*** Opening of EXTRACTED ENTRIES ***

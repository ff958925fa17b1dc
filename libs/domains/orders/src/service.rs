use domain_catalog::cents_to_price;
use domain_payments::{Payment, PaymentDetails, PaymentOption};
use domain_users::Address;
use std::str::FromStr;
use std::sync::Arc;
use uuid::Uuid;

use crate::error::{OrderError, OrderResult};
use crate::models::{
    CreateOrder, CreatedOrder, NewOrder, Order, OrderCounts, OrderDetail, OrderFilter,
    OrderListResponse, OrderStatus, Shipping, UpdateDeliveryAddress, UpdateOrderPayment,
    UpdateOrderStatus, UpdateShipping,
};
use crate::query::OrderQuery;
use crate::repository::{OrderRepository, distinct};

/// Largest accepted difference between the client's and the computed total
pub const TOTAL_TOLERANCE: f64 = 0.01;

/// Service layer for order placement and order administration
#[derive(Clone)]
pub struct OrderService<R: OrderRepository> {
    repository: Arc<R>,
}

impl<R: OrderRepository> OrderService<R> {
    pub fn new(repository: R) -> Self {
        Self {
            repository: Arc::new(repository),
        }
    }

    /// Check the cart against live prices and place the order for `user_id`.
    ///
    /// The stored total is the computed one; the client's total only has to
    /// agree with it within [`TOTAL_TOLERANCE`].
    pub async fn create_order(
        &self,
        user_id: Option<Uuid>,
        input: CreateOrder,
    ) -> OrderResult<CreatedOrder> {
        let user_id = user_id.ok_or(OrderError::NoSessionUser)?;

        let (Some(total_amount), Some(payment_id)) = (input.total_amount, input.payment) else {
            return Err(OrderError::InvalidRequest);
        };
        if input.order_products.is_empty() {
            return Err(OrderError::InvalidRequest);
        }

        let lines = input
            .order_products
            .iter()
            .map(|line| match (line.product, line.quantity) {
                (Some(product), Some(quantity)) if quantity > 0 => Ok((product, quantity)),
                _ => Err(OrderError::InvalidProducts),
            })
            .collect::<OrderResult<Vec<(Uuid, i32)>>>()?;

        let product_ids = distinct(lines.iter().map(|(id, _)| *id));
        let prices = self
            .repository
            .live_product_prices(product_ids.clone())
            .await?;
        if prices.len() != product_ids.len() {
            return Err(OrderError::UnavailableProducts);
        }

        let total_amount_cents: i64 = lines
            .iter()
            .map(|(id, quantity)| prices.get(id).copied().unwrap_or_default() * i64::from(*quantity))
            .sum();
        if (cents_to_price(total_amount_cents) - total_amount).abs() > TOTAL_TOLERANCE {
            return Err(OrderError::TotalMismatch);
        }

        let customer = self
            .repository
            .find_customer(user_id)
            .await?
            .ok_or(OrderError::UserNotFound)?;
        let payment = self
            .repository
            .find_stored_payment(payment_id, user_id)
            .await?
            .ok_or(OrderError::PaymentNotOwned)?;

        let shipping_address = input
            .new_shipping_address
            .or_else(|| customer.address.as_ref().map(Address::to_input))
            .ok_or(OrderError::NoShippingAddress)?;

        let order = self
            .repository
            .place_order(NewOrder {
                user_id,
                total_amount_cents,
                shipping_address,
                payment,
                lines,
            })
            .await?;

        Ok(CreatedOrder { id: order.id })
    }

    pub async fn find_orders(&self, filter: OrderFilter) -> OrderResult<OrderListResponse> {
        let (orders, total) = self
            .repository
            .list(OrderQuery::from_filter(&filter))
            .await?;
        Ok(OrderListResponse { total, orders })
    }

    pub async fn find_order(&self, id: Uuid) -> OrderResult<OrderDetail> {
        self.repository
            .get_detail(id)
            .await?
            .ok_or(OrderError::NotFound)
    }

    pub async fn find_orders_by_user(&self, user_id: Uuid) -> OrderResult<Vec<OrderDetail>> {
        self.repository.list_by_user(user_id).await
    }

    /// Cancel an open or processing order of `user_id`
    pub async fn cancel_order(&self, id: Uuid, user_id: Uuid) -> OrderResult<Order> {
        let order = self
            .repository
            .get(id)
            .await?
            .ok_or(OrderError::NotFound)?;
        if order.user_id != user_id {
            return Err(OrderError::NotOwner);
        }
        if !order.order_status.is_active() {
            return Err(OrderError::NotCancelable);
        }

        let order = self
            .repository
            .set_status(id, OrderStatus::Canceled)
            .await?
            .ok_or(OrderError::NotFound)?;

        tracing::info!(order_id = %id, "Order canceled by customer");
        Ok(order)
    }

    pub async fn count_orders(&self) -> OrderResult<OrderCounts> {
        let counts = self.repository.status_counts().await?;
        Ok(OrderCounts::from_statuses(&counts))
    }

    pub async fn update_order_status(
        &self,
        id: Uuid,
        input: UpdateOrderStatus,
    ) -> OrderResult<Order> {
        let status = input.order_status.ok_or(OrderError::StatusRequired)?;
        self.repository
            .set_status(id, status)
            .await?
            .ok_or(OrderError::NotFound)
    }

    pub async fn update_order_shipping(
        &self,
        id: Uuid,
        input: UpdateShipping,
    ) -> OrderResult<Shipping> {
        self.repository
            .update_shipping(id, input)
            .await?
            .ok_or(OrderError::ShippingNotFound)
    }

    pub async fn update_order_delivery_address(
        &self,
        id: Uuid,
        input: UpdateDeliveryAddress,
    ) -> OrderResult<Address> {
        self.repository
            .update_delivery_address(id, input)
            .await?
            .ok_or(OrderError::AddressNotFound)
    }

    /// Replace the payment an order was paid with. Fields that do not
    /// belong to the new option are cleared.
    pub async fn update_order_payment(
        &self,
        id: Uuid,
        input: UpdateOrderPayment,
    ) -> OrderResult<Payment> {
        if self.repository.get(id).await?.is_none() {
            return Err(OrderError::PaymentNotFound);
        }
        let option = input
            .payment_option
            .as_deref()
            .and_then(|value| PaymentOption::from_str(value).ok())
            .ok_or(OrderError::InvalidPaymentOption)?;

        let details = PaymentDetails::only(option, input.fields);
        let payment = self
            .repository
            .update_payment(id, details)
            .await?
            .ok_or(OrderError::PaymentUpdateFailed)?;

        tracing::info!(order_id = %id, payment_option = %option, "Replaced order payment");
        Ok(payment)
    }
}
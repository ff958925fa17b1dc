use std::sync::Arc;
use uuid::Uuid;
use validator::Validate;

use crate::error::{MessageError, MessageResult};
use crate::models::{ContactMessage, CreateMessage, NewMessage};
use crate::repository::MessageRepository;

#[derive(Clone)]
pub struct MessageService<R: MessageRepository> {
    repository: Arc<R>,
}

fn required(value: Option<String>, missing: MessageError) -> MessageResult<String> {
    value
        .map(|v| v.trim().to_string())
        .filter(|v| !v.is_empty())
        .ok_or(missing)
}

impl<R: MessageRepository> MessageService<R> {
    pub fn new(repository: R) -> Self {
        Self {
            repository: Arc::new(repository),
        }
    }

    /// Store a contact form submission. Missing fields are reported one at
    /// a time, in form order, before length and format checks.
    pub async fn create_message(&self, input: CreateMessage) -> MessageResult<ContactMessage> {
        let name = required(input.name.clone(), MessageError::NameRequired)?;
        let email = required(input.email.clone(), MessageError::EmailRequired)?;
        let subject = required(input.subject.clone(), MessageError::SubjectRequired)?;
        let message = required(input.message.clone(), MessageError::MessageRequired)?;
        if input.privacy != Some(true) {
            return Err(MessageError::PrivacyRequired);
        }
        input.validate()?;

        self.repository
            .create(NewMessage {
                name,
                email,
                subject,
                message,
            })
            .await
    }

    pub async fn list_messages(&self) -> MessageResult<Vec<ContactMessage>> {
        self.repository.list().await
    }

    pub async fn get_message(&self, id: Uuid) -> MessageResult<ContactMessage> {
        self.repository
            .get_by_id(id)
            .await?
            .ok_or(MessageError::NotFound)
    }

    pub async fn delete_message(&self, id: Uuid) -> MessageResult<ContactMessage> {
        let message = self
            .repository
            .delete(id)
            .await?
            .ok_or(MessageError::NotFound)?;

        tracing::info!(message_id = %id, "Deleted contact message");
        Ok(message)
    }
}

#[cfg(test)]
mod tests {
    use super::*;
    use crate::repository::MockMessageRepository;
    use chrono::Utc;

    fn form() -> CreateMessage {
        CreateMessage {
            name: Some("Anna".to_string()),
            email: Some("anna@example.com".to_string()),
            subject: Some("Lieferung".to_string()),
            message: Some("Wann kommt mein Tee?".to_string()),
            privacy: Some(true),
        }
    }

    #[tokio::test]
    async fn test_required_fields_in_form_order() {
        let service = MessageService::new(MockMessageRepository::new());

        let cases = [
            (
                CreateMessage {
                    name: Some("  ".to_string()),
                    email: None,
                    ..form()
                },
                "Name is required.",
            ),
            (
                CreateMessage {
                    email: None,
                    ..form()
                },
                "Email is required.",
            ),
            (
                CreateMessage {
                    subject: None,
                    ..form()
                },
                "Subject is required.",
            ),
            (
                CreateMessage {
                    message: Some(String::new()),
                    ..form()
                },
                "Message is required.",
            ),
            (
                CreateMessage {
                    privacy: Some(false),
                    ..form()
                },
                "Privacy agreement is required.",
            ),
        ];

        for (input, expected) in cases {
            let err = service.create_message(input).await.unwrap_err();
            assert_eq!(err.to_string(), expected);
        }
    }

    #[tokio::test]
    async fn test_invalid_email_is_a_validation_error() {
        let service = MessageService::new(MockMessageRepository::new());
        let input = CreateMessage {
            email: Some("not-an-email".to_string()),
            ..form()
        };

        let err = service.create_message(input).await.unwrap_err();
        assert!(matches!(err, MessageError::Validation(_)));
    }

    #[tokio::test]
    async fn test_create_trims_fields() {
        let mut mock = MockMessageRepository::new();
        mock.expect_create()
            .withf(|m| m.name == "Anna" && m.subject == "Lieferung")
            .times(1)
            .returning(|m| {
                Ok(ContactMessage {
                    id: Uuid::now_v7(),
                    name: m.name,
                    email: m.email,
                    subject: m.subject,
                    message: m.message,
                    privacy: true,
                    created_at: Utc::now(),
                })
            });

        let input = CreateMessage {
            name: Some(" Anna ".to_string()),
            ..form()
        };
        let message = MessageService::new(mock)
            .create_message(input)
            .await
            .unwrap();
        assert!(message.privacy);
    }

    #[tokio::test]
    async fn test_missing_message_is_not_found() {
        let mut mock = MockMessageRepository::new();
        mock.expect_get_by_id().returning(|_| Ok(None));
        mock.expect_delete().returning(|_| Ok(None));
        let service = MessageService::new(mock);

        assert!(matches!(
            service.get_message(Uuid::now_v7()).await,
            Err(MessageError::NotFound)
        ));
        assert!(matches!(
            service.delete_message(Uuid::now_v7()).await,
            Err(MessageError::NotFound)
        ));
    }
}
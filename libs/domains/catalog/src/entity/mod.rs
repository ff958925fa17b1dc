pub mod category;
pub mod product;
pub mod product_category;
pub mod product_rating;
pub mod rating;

*** Close of EXTRACTED ENTRIES ***

Please state how many lines of the listing contain the string "NewMessage". Give only that number.

§ **RESPONSE BELOW**
2